To było prawdziwe święto branży filmowej, telewizyjnej i całego sektora mediów cyfrowych oraz systemów nadawania na różnych platformach – poczynając od tradycyjnych: radia, telewizji i oczywiście filmu, po nowe media. Stoiska 1550 wystawców z niemal 160 krajów świata odwiedziło ponad 93 tys. gości, co plasuje amerykańskie targi na pozycji lidera wśród tego typu imprez branżowych na świecie. Prezentacjom wystawców towarzyszyły seminaria i warsztaty.
Podczas debaty „Świat bez zasad: Czy to koniec powszechnego internetu?” dyskutowano na temat przyszłości Internetu i dostępności treści na platformach online. Dwudniowa konferencja nt. przechowywania danych w Chmurze koncentrowała się wokół zagadnień bezpieczeństwa i dostępu do kontentu, poruszano też kwestie optymalnego zarządzania zgromadzonymi materiałami. Uczestnicy również dwudniowej konferencji poświęconej technologicznym aspektom emisji w kinach zastanawiali się nad wpływem innowacyjnych rozwiązań w sektorze dystrybucji na współczesnego widza.

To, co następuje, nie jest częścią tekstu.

//! Tokenization helpers shared by the scorers.
//!
//! Two word tokenizers live here on purpose:
//!
//! - [`word_tokens`] matches `\b\w+\b` runs and drives the sentiment and
//!   surface scorers.
//! - [`treebank_tokens`] splits one sentence Penn Treebank style: punctuation
//!   marks are tokens of their own and contractions are split (`do` + `n't`).
//!   The readability scorer counts these tokens as words.
//!
//! [`split_sentences`] is a punctuation-driven heuristic, not a parser.

use std::collections::HashSet;
use std::sync::LazyLock;

use regex::Regex;

/// Word-boundary token pattern.
static WORD_PATTERN: LazyLock<Regex> =
    LazyLock::new(|| Regex::new(r"\b\w+\b").expect("valid regex"));

/// Regex for decimal numbers (3.14, 2.5, etc.).
static DECIMAL_PATTERN: LazyLock<Regex> =
    LazyLock::new(|| Regex::new(r"\d+\.\d+$").expect("valid regex"));

/// Regex for URLs and email addresses at the end of a sentence fragment.
static LINK_PATTERN: LazyLock<Regex> = LazyLock::new(|| {
    Regex::new(r"(?:(?:https?://|www\.)\S+|\b[A-Za-z0-9._%+-]+@[A-Za-z0-9.-]+)\.?$")
        .expect("valid regex")
});

/// Regex for initials (J.K., U.S.A., etc.).
static INITIALS_PATTERN: LazyLock<Regex> =
    LazyLock::new(|| Regex::new(r"^(?:[A-Z]\.)+[A-Z]?$").expect("valid regex"));

/// Abbreviations whose trailing period does not end a sentence.
static ABBREVIATIONS: LazyLock<HashSet<&'static str>> = LazyLock::new(|| {
    [
        "mr", "mrs", "ms", "dr", "prof", "rev", "sr", "jr", "st", "gen", "col", "capt", "lt",
        "sgt", "gov", "sen", "rep", "pres", "etc", "vs", "e.g", "i.e", "cf", "al", "approx",
        "inc", "ltd", "co", "corp", "dept", "univ", "est", "no", "vol", "fig", "jan", "feb",
        "mar", "apr", "jun", "jul", "aug", "sep", "sept", "oct", "nov", "dec", "a.m", "p.m",
        "u.s", "u.k", "mt", "ave", "blvd", "rd",
    ]
    .into_iter()
    .collect()
});

/// Treebank rules applied to the raw sentence: quotes, punctuation, brackets.
static PUNCTUATION_RULES: LazyLock<Vec<(Regex, &'static str)>> = LazyLock::new(|| {
    compile_rules(&[
        (r#"^""#, "``"),
        (r"(``)", " $1 "),
        (r#"([ (\[{<])("|'')"#, "$1 `` "),
        (r"([:,])([^\d])", " $1 $2"),
        (r"([:,])$", " $1 "),
        (r"\.\.\.", " ... "),
        (r"[;@#$%&]", " $0 "),
        // Only the sentence-final period is split off.
        (r#"([^.])(\.)([\])}>"']*)\s*$"#, "$1 $2$3 "),
        (r"[?!]", " $0 "),
        (r"([^'])' ", "$1 ' "),
        (r"[\]\[(){}<>]", " $0 "),
        (r"--", " -- "),
    ])
});

/// Treebank rules applied after space padding: closing quotes and clitics.
static CLITIC_RULES: LazyLock<Vec<(Regex, &'static str)>> = LazyLock::new(|| {
    compile_rules(&[
        (r#"""#, " '' "),
        (r"(\S)('')", "$1 $2 "),
        (r"([^' ])('[sS]|'[mM]|'[dD]|') ", "$1 $2 "),
        (r"([^' ])('ll|'LL|'re|'RE|'ve|'VE|n't|N'T) ", "$1 $2 "),
        (r"(?i)\b(can)(not)\b", " $1 $2 "),
        (r"(?i)\b(d)('ye)\b", " $1 $2 "),
        (r"(?i)\b(gim)(me)\b", " $1 $2 "),
        (r"(?i)\b(gon)(na)\b", " $1 $2 "),
        (r"(?i)\b(got)(ta)\b", " $1 $2 "),
        (r"(?i)\b(lem)(me)\b", " $1 $2 "),
        (r"(?i)\b(more)('n)\b", " $1 $2 "),
        (r"(?i)\b(wan)(na)\s", " $1 $2 "),
        (r"(?i) ('t)(is)\b", " $1 $2 "),
        (r"(?i) ('t)(was)\b", " $1 $2 "),
    ])
});

fn compile_rules(rules: &[(&str, &'static str)]) -> Vec<(Regex, &'static str)> {
    rules
        .iter()
        .map(|&(pattern, replacement)| (Regex::new(pattern).expect("valid regex"), replacement))
        .collect()
}

/// Sentence fragments shorter than this (in bytes, trimmed) are dropped.
const MIN_SENTENCE_LEN: usize = 2;

/// Iterate over `\b\w+\b` tokens in `text`, case preserved.
pub fn word_tokens(text: &str) -> impl Iterator<Item = &str> {
    WORD_PATTERN.find_iter(text).map(|m| m.as_str())
}

/// Tokenize one sentence Penn Treebank style.
///
/// Commas, colons, brackets, `?`, `!`, `--`, `...` and the sentence-final
/// period become separate tokens; periods inside the sentence stay attached
/// (`Dr.`, `3.14`). Opening double quotes become ```` `` ```` and closing ones
/// `''`. Contractions are split into stem and clitic: `can't` gives `ca` and
/// `n't`, `it's` gives `it` and `'s`.
pub fn treebank_tokens(sentence: &str) -> Vec<String> {
    let mut text = sentence.to_string();
    for (pattern, replacement) in PUNCTUATION_RULES.iter() {
        text = pattern.replace_all(&text, *replacement).into_owned();
    }
    text = format!(" {text} ");
    for (pattern, replacement) in CLITIC_RULES.iter() {
        text = pattern.replace_all(&text, *replacement).into_owned();
    }
    text.split_whitespace().map(String::from).collect()
}

/// Split text into sentences.
///
/// `.`, `!` and `?` end a sentence unless the period belongs to an
/// abbreviation, an initial, a decimal number, an ellipsis, or a URL/email
/// address. Line breaks are ordinary whitespace: a paragraph without final
/// punctuation runs on into the next one.
#[tracing::instrument(skip_all, fields(text_len = text.len()))]
pub fn split_sentences(text: &str) -> Vec<String> {
    let mut sentences = Vec::new();
    let chars: Vec<char> = text.chars().collect();
    let mut current = String::new();

    for (i, &ch) in chars.iter().enumerate() {
        current.push(ch);
        let ends = match ch {
            '.' | '!' | '?' => is_boundary(&chars, i, &current),
            c if is_closer(c) && i > 0 && is_terminator(chars[i - 1]) => {
                next_visible(&chars, i).is_none_or(|c| !c.is_lowercase())
            }
            _ => false,
        };
        if ends {
            push_sentence(&mut current, &mut sentences);
        }
    }
    push_sentence(&mut current, &mut sentences);
    sentences
}

fn push_sentence(current: &mut String, out: &mut Vec<String>) {
    let sentence = current.trim();
    if sentence.len() >= MIN_SENTENCE_LEN && sentence.chars().any(char::is_alphanumeric) {
        out.push(sentence.to_string());
    }
    current.clear();
}

const fn is_terminator(ch: char) -> bool {
    matches!(ch, '.' | '!' | '?')
}

/// Closing quotes and brackets stay attached to the sentence they close.
const fn is_closer(ch: char) -> bool {
    matches!(ch, '"' | '\'' | ')' | ']' | '\u{201d}' | '\u{2019}')
}

/// First non-whitespace character after `pos`.
fn next_visible(chars: &[char], pos: usize) -> Option<char> {
    chars[pos + 1..].iter().find(|c| !c.is_whitespace()).copied()
}

fn is_boundary(chars: &[char], pos: usize, current: &str) -> bool {
    // Runs of terminators ("?!", "...") end at the last one; a closer
    // right after the terminator ends the sentence instead.
    if chars
        .get(pos + 1)
        .is_some_and(|&c| is_terminator(c) || is_closer(c))
    {
        return false;
    }

    let Some(next) = next_visible(chars, pos) else {
        return true;
    };

    if chars[pos] != '.' {
        return true;
    }

    if current.ends_with("...") {
        return false;
    }

    let before = word_before(chars, pos);
    if is_abbreviation(&before) || INITIALS_PATTERN.is_match(&before) {
        return false;
    }

    // "3.14": period between digits.
    if next.is_ascii_digit() && before.chars().last().is_some_and(|c| c.is_ascii_digit()) {
        return false;
    }
    if DECIMAL_PATTERN.is_match(current.trim_end_matches('.')) && next.is_ascii_digit() {
        return false;
    }

    // A period directly followed by a non-space is part of a token ("example.com").
    if chars.get(pos + 1).is_some_and(|c| !c.is_whitespace()) {
        return false;
    }

    if LINK_PATTERN.is_match(current) {
        return false;
    }

    !next.is_lowercase()
}

/// The word (letters, digits and inner periods) ending just before `pos`.
fn word_before(chars: &[char], pos: usize) -> String {
    let start = chars[..pos]
        .iter()
        .rposition(|c| !(c.is_alphanumeric() || *c == '.'))
        .map_or(0, |i| i + 1);
    chars[start..pos].iter().collect()
}

fn is_abbreviation(word: &str) -> bool {
    if word.is_empty() {
        return false;
    }
    let lower = word.trim_end_matches('.').to_lowercase();
    if ABBREVIATIONS.contains(lower.as_str()) {
        return true;
    }
    // Single uppercase letter = initial.
    let mut chars = word.chars();
    matches!((chars.next(), chars.next()), (Some(c), None) if c.is_uppercase())
}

NAB Show to jednak nie tylko okazja do odwiedzenia stoisk i udziału w seminariach, ale też możliwość integracji branży podczas różnego rodzaju spotkań, mających na celu uhonorowanie zasłużonych twórców. Jednym z nich było wprowadzenie do panteonu sław, twórców niezwykle popularnego przed kilku laty serialu „Wszyscy kochają Raymonda”.
Amerykańskie targi charakteryzuje branżowa specyfikacja, ale i ogromna różnorodność podejmowanych tematów i prezentowanych produktów. O niektórych rozwiązaniach redakcja Film&TV Kamera – patron medialny NAB – napisze w czerwcowym wydaniu magazynu.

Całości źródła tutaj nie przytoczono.